Un tel projet aurait un effet positif net sur la majorité des africains-de même que les idées euro centrées venant d’Hollywood infecteront et toucheront la plupart de ses consommateurs – et donnera aux afro-descendants, en particulier ceux d’ascendance européenne, une vision positive d’eux-mêmes dans le monde.
Exister par elle-même
La CEDEAO doit se concentrer sur l’entraide. Cette plateforme permettrait idéalement de réunir régulièrement les nations d’Afrique de l’ouest pour discuter des problèmes du peuple et développer des solutions africaines à des problèmes africains. La CEDEAO a le potentiel d’être un acteur majeur dans l’élévation du continent dans son ensemble.
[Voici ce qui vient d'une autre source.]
//! HTTP capability used for description fetches and SOAP posts
//!
//! The client never talks to sockets directly. Everything goes through
//! [`HttpTransport`], so deadlines and proxies are a property of the
//! transport, and tests can swap in a canned one.

use crate::settings::TransportSettings;
use bytes::Bytes;
use std::sync::Arc;
use std::time::Duration;
use thiserror::Error;
use tracing::debug;

/// Errors raised by an [`HttpTransport`]
#[derive(Debug, Error)]
pub enum TransportError {
    /// reqwest failed to connect, send or read
    #[error("HTTP request failed: {0}")]
    Http(#[from] reqwest::Error),

    /// Failure reported by a non-reqwest transport
    #[error("Connection failed: {0}")]
    Connection(String),
}

/// Status and body of a completed HTTP exchange
#[derive(Debug, Clone, PartialEq, Eq)]
pub struct HttpResponse {
    /// HTTP status code
    pub status: u16,
    /// Raw response body
    pub body: Bytes,
}

impl HttpResponse {
    /// Build a response from a status and body
    pub fn new(status: u16, body: impl Into<Bytes>) -> Self {
        Self {
            status,
            body: body.into(),
        }
    }

    /// True for 2xx statuses
    pub fn is_success(&self) -> bool {
        (200..300).contains(&self.status)
    }
}

/// Blocking HTTP client capability
///
/// Each call is one full request/response round trip. Non-2xx statuses are
/// returned as responses, not errors; interpreting them is up to the caller.
pub trait HttpTransport: Send + Sync {
    /// GET `url`
    fn get(&self, url: &str) -> Result<HttpResponse, TransportError>;

    /// POST `body` to `url` with the given headers, in order
    fn post(
        &self,
        url: &str,
        headers: &[(&str, String)],
        body: Vec<u8>,
    ) -> Result<HttpResponse, TransportError>;
}

impl<T: HttpTransport + ?Sized> HttpTransport for Arc<T> {
    fn get(&self, url: &str) -> Result<HttpResponse, TransportError> {
        (**self).get(url)
    }

    fn post(
        &self,
        url: &str,
        headers: &[(&str, String)],
        body: Vec<u8>,
    ) -> Result<HttpResponse, TransportError> {
        (**self).post(url, headers, body)
    }
}

/// [`HttpTransport`] backed by a blocking reqwest client
///
/// Idle connection pooling is disabled so every call opens a fresh
/// connection. Must not be used from inside an async context; wrap calls in
/// `spawn_blocking` there.
#[derive(Debug, Clone)]
pub struct ReqwestTransport {
    client: reqwest::blocking::Client,
}

impl ReqwestTransport {
    /// Transport with default settings
    pub fn new() -> Result<Self, TransportError> {
        Self::from_settings(&TransportSettings::default())
    }

    /// Transport configured from `settings`
    pub fn from_settings(settings: &TransportSettings) -> Result<Self, TransportError> {
        let client = reqwest::blocking::Client::builder()
            .pool_max_idle_per_host(0)
            .user_agent(settings.user_agent.as_str())
            .timeout(millis(settings.timeout_ms))
            .connect_timeout(millis(settings.connect_timeout_ms))
            .build()?;

        Ok(Self { client })
    }
}

/// Zero disables the deadline
fn millis(ms: u64) -> Option<Duration> {
    (ms > 0).then(|| Duration::from_millis(ms))
}

impl HttpTransport for ReqwestTransport {
    fn get(&self, url: &str) -> Result<HttpResponse, TransportError> {
        debug!("GET {}", url);
        let response = self.client.get(url).send()?;
        let status = response.status().as_u16();
        let body = response.bytes()?;
        debug!("GET {} -> {} ({} bytes)", url, status, body.len());
        Ok(HttpResponse { status, body })
    }

    fn post(
        &self,
        url: &str,
        headers: &[(&str, String)],
        body: Vec<u8>,
    ) -> Result<HttpResponse, TransportError> {
        debug!("POST {} ({} bytes)", url, body.len());
        let mut request = self.client.post(url);
        for (name, value) in headers {
            request = request.header(*name, value.as_str());
        }

        let response = request.body(body).send()?;
        let status = response.status().as_u16();
        let body = response.bytes()?;
        debug!("POST {} -> {} ({} bytes)", url, status, body.len());
        Ok(HttpResponse { status, body })
    }
}
use crate::{
    element::{EH, FH, HH, VH},
    topol::Mesh,
};

/// Circulates the outgoing halfedges of a vertex.
///
/// Counter-clockwise rotation steps to `twin(prev(h))` and clockwise rotation
/// steps to `next(twin(h))`. Both are relative to faces listed in
/// counter-clockwise order.
struct OutgoingHalfedgeIter<'a, const CCW: bool> {
    mesh: &'a Mesh,
    hstart: Option<HH>,
    hcurrent: Option<HH>,
}

impl Iterator for OutgoingHalfedgeIter<'_, true> {
    type Item = HH;

    fn next(&mut self) -> Option<Self::Item> {
        let current = self.hcurrent?;
        let next = self.mesh.ccw_rotated_halfedge(current);
        self.hcurrent = match self.hstart {
            Some(start) if start != next => Some(next),
            _ => None,
        };
        Some(current)
    }
}

impl Iterator for OutgoingHalfedgeIter<'_, false> {
    type Item = HH;

    fn next(&mut self) -> Option<Self::Item> {
        let current = self.hcurrent?;
        let next = self.mesh.cw_rotated_halfedge(current);
        self.hcurrent = match self.hstart {
            Some(start) if start != next => Some(next),
            _ => None,
        };
        Some(current)
    }
}

/// Walks the loop of halfedges bounding a face.
struct LoopHalfedgeIter<'a, const CCW: bool> {
    mesh: &'a Mesh,
    hstart: HH,
    hcurrent: Option<HH>,
}

impl Iterator for LoopHalfedgeIter<'_, true> {
    type Item = HH;

    fn next(&mut self) -> Option<Self::Item> {
        let current = self.hcurrent?;
        let next = self.mesh.next_halfedge(current);
        self.hcurrent = if next == self.hstart {
            None
        } else {
            Some(next)
        };
        Some(current)
    }
}

impl Iterator for LoopHalfedgeIter<'_, false> {
    type Item = HH;

    fn next(&mut self) -> Option<Self::Item> {
        let current = self.hcurrent?;
        let next = self.mesh.prev_halfedge(current);
        self.hcurrent = if next == self.hstart {
            None
        } else {
            Some(next)
        };
        Some(current)
    }
}

pub(crate) fn voh_ccw_iter(mesh: &Mesh, v: VH) -> impl Iterator<Item = HH> + use<'_> {
    let h = mesh.vertex_halfedge(v);
    OutgoingHalfedgeIter::<true> {
        mesh,
        hstart: h,
        hcurrent: h,
    }
}

pub(crate) fn voh_cw_iter(mesh: &Mesh, v: VH) -> impl Iterator<Item = HH> + use<'_> {
    let h = mesh.vertex_halfedge(v);
    OutgoingHalfedgeIter::<false> {
        mesh,
        hstart: h,
        hcurrent: h,
    }
}

pub(crate) fn vih_ccw_iter(mesh: &Mesh, v: VH) -> impl Iterator<Item = HH> + use<'_> {
    voh_ccw_iter(mesh, v).map(|h| h.opposite())
}

pub(crate) fn vv_ccw_iter(mesh: &Mesh, v: VH) -> impl Iterator<Item = VH> + use<'_> {
    voh_ccw_iter(mesh, v).map(|h| mesh.head(h))
}

pub(crate) fn vv_cw_iter(mesh: &Mesh, v: VH) -> impl Iterator<Item = VH> + use<'_> {
    voh_cw_iter(mesh, v).map(|h| mesh.head(h))
}

pub(crate) fn ve_ccw_iter(mesh: &Mesh, v: VH) -> impl Iterator<Item = EH> + use<'_> {
    voh_ccw_iter(mesh, v).map(|h| h.edge())
}

pub(crate) fn vf_ccw_iter(mesh: &Mesh, v: VH) -> impl Iterator<Item = FH> + use<'_> {
    voh_ccw_iter(mesh, v).map(|h| mesh.halfedge_face(h))
}

pub(crate) fn loop_ccw_iter(mesh: &Mesh, h: HH) -> impl Iterator<Item = HH> + use<'_> {
    LoopHalfedgeIter::<true> {
        mesh,
        hstart: h,
        hcurrent: Some(h),
    }
}

pub(crate) fn loop_cw_iter(mesh: &Mesh, h: HH) -> impl Iterator<Item = HH> + use<'_> {
    LoopHalfedgeIter::<false> {
        mesh,
        hstart: h,
        hcurrent: Some(h),
    }
}

pub(crate) fn fh_ccw_iter(mesh: &Mesh, f: FH) -> impl Iterator<Item = HH> + use<'_> {
    loop_ccw_iter(mesh, mesh.face_halfedge(f))
}

/// Vertices of a face, starting at the tail of the face's halfedge.
pub(crate) fn fv_ccw_iter(mesh: &Mesh, f: FH) -> impl Iterator<Item = VH> + use<'_> {
    fh_ccw_iter(mesh, f).map(|h| mesh.origin(h))
}

pub(crate) fn fe_ccw_iter(mesh: &Mesh, f: FH) -> impl Iterator<Item = EH> + use<'_> {
    fh_ccw_iter(mesh, f).map(|h| h.edge())
}

pub(crate) fn ff_ccw_iter(mesh: &Mesh, f: FH) -> impl Iterator<Item = FH> + use<'_> {
    fh_ccw_iter(mesh, f).map(|h| mesh.halfedge_face(h.opposite()))
}

impl Mesh {
    pub fn voh_ccw_iter(&self, v: VH) -> impl Iterator<Item = HH> + use<'_> {
        voh_ccw_iter(self, v)
    }

    pub fn voh_cw_iter(&self, v: VH) -> impl Iterator<Item = HH> + use<'_> {
        voh_cw_iter(self, v)
    }

    pub fn vih_ccw_iter(&self, v: VH) -> impl Iterator<Item = HH> + use<'_> {
        vih_ccw_iter(self, v)
    }

    pub fn vv_ccw_iter(&self, v: VH) -> impl Iterator<Item = VH> + use<'_> {
        vv_ccw_iter(self, v)
    }

    pub fn vv_cw_iter(&self, v: VH) -> impl Iterator<Item = VH> + use<'_> {
        vv_cw_iter(self, v)
    }

    pub fn ve_ccw_iter(&self, v: VH) -> impl Iterator<Item = EH> + use<'_> {
        ve_ccw_iter(self, v)
    }

    pub fn vf_ccw_iter(&self, v: VH) -> impl Iterator<Item = FH> + use<'_> {
        vf_ccw_iter(self, v)
    }

    pub fn loop_ccw_iter(&self, h: HH) -> impl Iterator<Item = HH> + use<'_> {
        loop_ccw_iter(self, h)
    }

    pub fn loop_cw_iter(&self, h: HH) -> impl Iterator<Item = HH> + use<'_> {
        loop_cw_iter(self, h)
    }

    pub fn fh_ccw_iter(&self, f: FH) -> impl Iterator<Item = HH> + use<'_> {
        fh_ccw_iter(self, f)
    }

    pub fn fv_ccw_iter(&self, f: FH) -> impl Iterator<Item = VH> + use<'_> {
        fv_ccw_iter(self, f)
    }

    pub fn fe_ccw_iter(&self, f: FH) -> impl Iterator<Item = EH> + use<'_> {
        fe_ccw_iter(self, f)
    }

    pub fn ff_ccw_iter(&self, f: FH) -> impl Iterator<Item = FH> + use<'_> {
        ff_ccw_iter(self, f)
    }
}
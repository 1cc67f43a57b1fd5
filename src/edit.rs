use crate::{
    element::{EH, FH, VH},
    error::{Error, InvalidFlip},
    topol::Mesh,
};

impl Mesh {
    /// Check if it is safe to flip an edge.
    ///
    /// The edge must exist and must not touch the outer face. It must also
    /// separate two distinct triangles whose apexes are not already
    /// connected. This does not modify the mesh.
    pub fn check_edge_flip(&self, e: EH) -> Result<(), InvalidFlip> {
        if !self.is_valid_edge(e) {
            return Err(InvalidFlip::InvalidEdge(e));
        }
        if self.is_boundary_edge(e) {
            return Err(InvalidFlip::BoundaryEdge(e));
        }
        let [f0, f1] = self.incident_faces(e);
        if f0 == f1 {
            return Err(InvalidFlip::SameFace(e));
        }
        if let Some(f) = [f0, f1].into_iter().find(|f| self.face_valence(*f) != 3) {
            return Err(InvalidFlip::NonTriangularFace(f));
        }
        let (c, d) = self.opposite_vertices(e);
        if c == d || self.is_adjacent(c, d) {
            return Err(InvalidFlip::DuplicateEdge {
                edge: e,
                from: c,
                to: d,
            });
        }
        Ok(())
    }

    /// Flip an edge shared by two triangles.
    ///
    /// For the halfedge `h = a -> b` in triangle `(a, b, c)` and its opposite
    /// `t = b -> a` in triangle `(b, a, d)`, the edge is rewritten in place so
    /// that `h = c -> d` in triangle `(c, d, b)` and `t = d -> c` in triangle
    /// `(d, c, a)`. The edge keeps its index, so flipping it again restores the
    /// original connectivity. The mesh is not modified if the flip is invalid.
    pub fn flip_edge(&mut self, e: EH) -> Result<(), Error> {
        self.check_edge_flip(e)?;
        let (h, t) = e.halfedges();
        let (h1, h2) = (self.next_halfedge(h), self.prev_halfedge(h));
        let (t1, t2) = (self.next_halfedge(t), self.prev_halfedge(t));
        let (f1, f2) = (self.halfedge_face(h), self.halfedge_face(t));
        let (a, b) = (self.origin(h), self.origin(t));
        let (c, d) = (self.origin(h2), self.origin(t2));
        // Rewire halfedge -> vertex.
        self.halfedge_mut(h).origin = c;
        self.halfedge_mut(t).origin = d;
        // Rewire halfedge -> halfedge.
        self.link_halfedges(h, t2);
        self.link_halfedges(t2, h1);
        self.link_halfedges(h1, h);
        self.link_halfedges(t, h2);
        self.link_halfedges(h2, t1);
        self.link_halfedges(t1, t);
        // Rewire halfedge -> face.
        self.halfedge_mut(t2).face = f1;
        self.halfedge_mut(h2).face = f2;
        self.face_mut(f1).halfedge = h;
        self.face_mut(f2).halfedge = t;
        // Rewire vertex -> halfedge.
        self.vertex_mut(a).halfedge = Some(t1);
        self.vertex_mut(b).halfedge = Some(h1);
        self.vertex_mut(c).halfedge = Some(h);
        self.vertex_mut(d).halfedge = Some(t);
        tracing::trace!("Flipped {e}: removed {a}-{b}, inserted {c}-{d}");
        Ok(())
    }

    /// Insert a new vertex inside a triangle and connect it to the three
    /// corners. The original face keeps the triangle on its first halfedge.
    pub fn split_face(&mut self, f: FH) -> Result<VH, Error> {
        if !self.is_valid_face(f) || self.face_valence(f) != 3 {
            return Err(InvalidFlip::NonTriangularFace(f).into());
        }
        let h0 = self.face_halfedge(f);
        let h1 = self.next_halfedge(h0);
        let h2 = self.next_halfedge(h1);
        let (p, q, r) = (self.origin(h0), self.origin(h1), self.origin(h2));
        let x = self.add_vertex();
        let (xp, px) = self.new_edge(x, p).halfedges();
        let (xq, qx) = self.new_edge(x, q).halfedges();
        let (xr, rx) = self.new_edge(x, r).halfedges();
        let fq = self.new_face(h1);
        let fr = self.new_face(h2);
        for (face, [e0, e1, e2]) in [(f, [h0, qx, xp]), (fq, [h1, rx, xq]), (fr, [h2, px, xr])] {
            self.link_halfedges(e0, e1);
            self.link_halfedges(e1, e2);
            self.link_halfedges(e2, e0);
            for h in [e0, e1, e2] {
                self.halfedge_mut(h).face = face;
            }
        }
        self.vertex_mut(x).halfedge = Some(xp);
        Ok(x)
    }
}
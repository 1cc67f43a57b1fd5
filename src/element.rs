use crate::{iterator, topol::Mesh};
use std::fmt::{Debug, Display};

/**
 * All elements of the mesh implement this trait. They are identified by their
 * index.
 */
pub trait Handle {
    /**
     * The index of the element.
     */
    fn index(&self) -> u32;
}

/**
 * Vertex handle.
 */
#[derive(Copy, Clone, PartialEq, Eq, PartialOrd, Ord, Hash)]
pub struct VH {
    idx: u32,
}

/**
 * Halfedge handle. The two halfedges of edge `e` are `2e` and `2e + 1`.
 */
#[derive(Copy, Clone, PartialEq, Eq, PartialOrd, Ord, Hash)]
pub struct HH {
    idx: u32,
}

/**
 * Edge handle. Flips rewrite an edge in place, so the handle of a flipped
 * edge stays valid.
 */
#[derive(Copy, Clone, PartialEq, Eq, PartialOrd, Ord, Hash)]
pub struct EH {
    idx: u32,
}

/**
 * Face handle.
 */
#[derive(Copy, Clone, PartialEq, Eq, PartialOrd, Ord, Hash)]
pub struct FH {
    idx: u32,
}

macro_rules! impl_handle {
    ($type:ident, $name:literal) => {
        impl Handle for $type {
            fn index(&self) -> u32 {
                self.idx
            }
        }

        impl From<u32> for $type {
            fn from(idx: u32) -> Self {
                $type { idx }
            }
        }

        impl From<&u32> for $type {
            fn from(idx: &u32) -> Self {
                $type { idx: *idx }
            }
        }

        impl From<&mut u32> for $type {
            fn from(idx: &mut u32) -> Self {
                $type { idx: *idx }
            }
        }

        impl Display for $type {
            fn fmt(&self, f: &mut std::fmt::Formatter<'_>) -> std::fmt::Result {
                write!(f, "{}({})", $name, self.idx)
            }
        }

        impl Debug for $type {
            fn fmt(&self, f: &mut std::fmt::Formatter<'_>) -> std::fmt::Result {
                write!(f, "{}({})", $name, self.idx)
            }
        }
    };
}

impl_handle!(VH, "VH");
impl_handle!(HH, "HH");
impl_handle!(EH, "EH");
impl_handle!(FH, "FH");

impl VH {
    pub fn halfedge(self, mesh: &Mesh) -> Option<HH> {
        mesh.vertex_halfedge(self)
    }

    /// Check if this vertex is valid for the `mesh`.
    ///
    /// The index has to be less than the number of vertices in the mesh.
    pub fn is_valid(self, mesh: &Mesh) -> bool {
        mesh.is_valid_vertex(self)
    }

    /// Check if this vertex is on the outer face of the `mesh`.
    pub fn is_boundary(self, mesh: &Mesh) -> bool {
        mesh.is_boundary_vertex(self)
    }

    /// The number of edges incident on this vertex.
    pub fn valence(self, mesh: &Mesh) -> usize {
        iterator::voh_ccw_iter(mesh, self).count()
    }
}

impl HH {
    /// The vertex this halfedge points away from.
    pub fn tail(self, mesh: &Mesh) -> VH {
        mesh.origin(self)
    }

    /// The vertex this halfedge points towards.
    pub fn head(self, mesh: &Mesh) -> VH {
        mesh.head(self)
    }

    pub fn opposite(self) -> HH {
        (self.idx ^ 1).into()
    }

    pub fn edge(self) -> EH {
        (self.idx >> 1).into()
    }

    pub fn prev(self, mesh: &Mesh) -> HH {
        mesh.prev_halfedge(self)
    }

    pub fn next(self, mesh: &Mesh) -> HH {
        mesh.next_halfedge(self)
    }

    pub fn face(self, mesh: &Mesh) -> FH {
        mesh.halfedge_face(self)
    }

    /// Rotate to the next outgoing halfedge around the tail vertex.
    pub fn rotate(self, mesh: &Mesh) -> HH {
        mesh.cw_rotated_halfedge(self)
    }

    /// Check if this halfedge is valid for the `mesh`.
    ///
    /// The index has to be less than the number of halfedges in the mesh.
    pub fn is_valid(self, mesh: &Mesh) -> bool {
        mesh.is_valid_halfedge(self)
    }

    /// Check if this halfedge lies on the outer face of `mesh`.
    pub fn is_boundary(self, mesh: &Mesh) -> bool {
        mesh.is_boundary_halfedge(self)
    }
}

impl EH {
    pub fn halfedges(self) -> (HH, HH) {
        let hi = self.idx << 1;
        (hi.into(), (hi | 1).into())
    }

    pub fn halfedge(self, flag: bool) -> HH {
        ((self.idx << 1) | if flag { 1 } else { 0 }).into()
    }

    /// Check if this edge is valid for the `mesh`.
    pub fn is_valid(self, mesh: &Mesh) -> bool {
        mesh.is_valid_edge(self)
    }

    /// Check if the edge is a boundary edge.
    ///
    /// An edge is on the boundary if either of its halfedges lies on the outer
    /// face. Boundary edges cannot be flipped.
    pub fn is_boundary(self, mesh: &Mesh) -> bool {
        mesh.is_boundary_edge(self)
    }
}

impl FH {
    pub fn halfedge(self, mesh: &Mesh) -> HH {
        mesh.face_halfedge(self)
    }

    /// Check if this face is valid for the `mesh`.
    pub fn is_valid(self, mesh: &Mesh) -> bool {
        mesh.is_valid_face(self)
    }

    /// Check if this is the designated outer face of `mesh`.
    pub fn is_outer(self, mesh: &Mesh) -> bool {
        mesh.outer_face() == self
    }
}

#[derive(Debug, Copy, Clone, PartialEq, Eq)]
pub(crate) struct Vertex {
    pub(crate) halfedge: Option<HH>,
}

#[derive(Debug, Copy, Clone, PartialEq, Eq)]
pub(crate) struct Halfedge {
    pub(crate) face: FH,
    pub(crate) origin: VH,
    pub(crate) next: HH,
    pub(crate) prev: HH,
}

#[derive(Debug, Copy, Clone, PartialEq, Eq)]
pub(crate) struct Edge {
    pub(crate) halfedges: [Halfedge; 2],
}

#[derive(Debug, Copy, Clone, PartialEq, Eq)]
pub(crate) struct Face {
    pub(crate) halfedge: HH,
}
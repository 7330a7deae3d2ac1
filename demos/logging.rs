//! Example demonstrating logging capabilities
//!
//! Run with JSON logging (production):
//! ```bash
//! cargo run --example logging --features logging-json
//! ```
//!
//! Run with pretty logging (development):
//! ```bash
//! cargo run --example logging --features logging-pretty
//! ```

use autowire_di::{ClassCatalog, ClassDescriptor, Container, Definition, Overrides, Parameter};
use std::sync::Arc;

#[allow(dead_code)]
struct Database {
    url: String,
}

#[allow(dead_code)]
struct UserService {
    db: Arc<Database>,
    page_size: u32,
}

fn catalog() -> ClassCatalog {
    let catalog = ClassCatalog::new();
    catalog.register(ClassDescriptor::with_constructor(
        "App::Database",
        vec![Parameter::untyped("url")],
        |args| Ok(Database { url: args.next_cloned()? }),
    ));
    catalog.register(ClassDescriptor::with_constructor(
        "App::UserService",
        vec![
            Parameter::typed("db", "App::Database"),
            Parameter::untyped("page_size").with_default(20u32),
        ],
        |args| {
            Ok(UserService {
                db: args.next()?,
                page_size: args.next_cloned()?,
            })
        },
    ));
    catalog
}

fn main() {
    // JSON if logging-json is enabled, pretty otherwise. Only container
    // events, including every discovery step.
    autowire_di::logging::builder()
        .trace()
        .container_only()
        .init();

    println!("=== autowire-di Logging Demo ===\n");

    // Logs: "Creating container"
    let container = Container::builder()
        .prefix("", "app.")
        .reflector(catalog())
        .build();

    // Logs: "Registering service"
    container.set(
        "app.database.url",
        Definition::value(String::from("postgres://localhost/mydb")),
    );

    // Logs the candidates tried, the discovered classes and their parameters
    let users = container.get_as::<UserService>("user_service").unwrap();
    println!("  [App] page size {}", users.page_size);

    // Logs: "Service not found", then the recorded misses
    assert!(container.get("mailer").is_err());

    // Logs: "Alias installed", "Following alias"
    container.alias("users", "app.user_service");
    let _users = container.get("users").unwrap();

    // Logs: "Applying decorator"
    container.extend("app.database.url", |url: Arc<String>, _: &Container| {
        format!("{url}?sslmode=require")
    });
    let _url = container.get("app.database.url").unwrap();

    // A fresh instance with one parameter replaced
    let _custom = container
        .get_modified("user_service", &Overrides::new().with("page_size", 50u32))
        .unwrap();

    println!("\n=== Demo Complete ===");
    println!("\nTip: Use --features logging-json for production (JSON output)");
    println!("     Use --features logging-pretty for development (colorful output)");
}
Cette structure trans-gouvernementale doit reconnaître et respecter le rôle de chacun de ses membres et apprendre à travailler avec eux, même en cas de désaccords idéologiques. La CEDEAO doit constituer un front uni dans le but de faire converger les efforts pour atteindre des objectifs communs d’ici une dizaine d’années.
En tant que peuple, nous devons reconnaître et comprendre que, pour que l’UE survive, elle doit se serrer la ceinture, et l’ensemble de ses citoyens devrons faire des sacrifices. L’Union Européenne n’est donc pas en mesure de donner parce qu’elle a hypothéqué son avenir. Par conséquent, les dirigeants de la CEDEAO ne peuvent plus aller vers elle mendier pour qu’elle assure un avenir aux populations africaines. Supplier l’Occident n’est pas un plan d’action judicieux pour que nos dirigeants fassent progresser les choses au nom du peuple. Cette vieille mentalité héritée de l’esclavage qui nous maintient en conflit les uns contre les autres et nous rend dépendants d’autrui doit être brisée.
Le leadership de la CEDEAO doit défendre la stratégie de « l’agir-pour-soi« , qui signifie que nous devons enseigner à notre peuple à utiliser nos talents, notre temps et notre argent, mettre en commun nos ressources éducatives et financière pour résoudre nos problèmes. Quel que soit ce que l’Occident décide de faire, les actions de la CEDEAO ne peuvent plus être tributaires de celles de l’ancien colonisateur.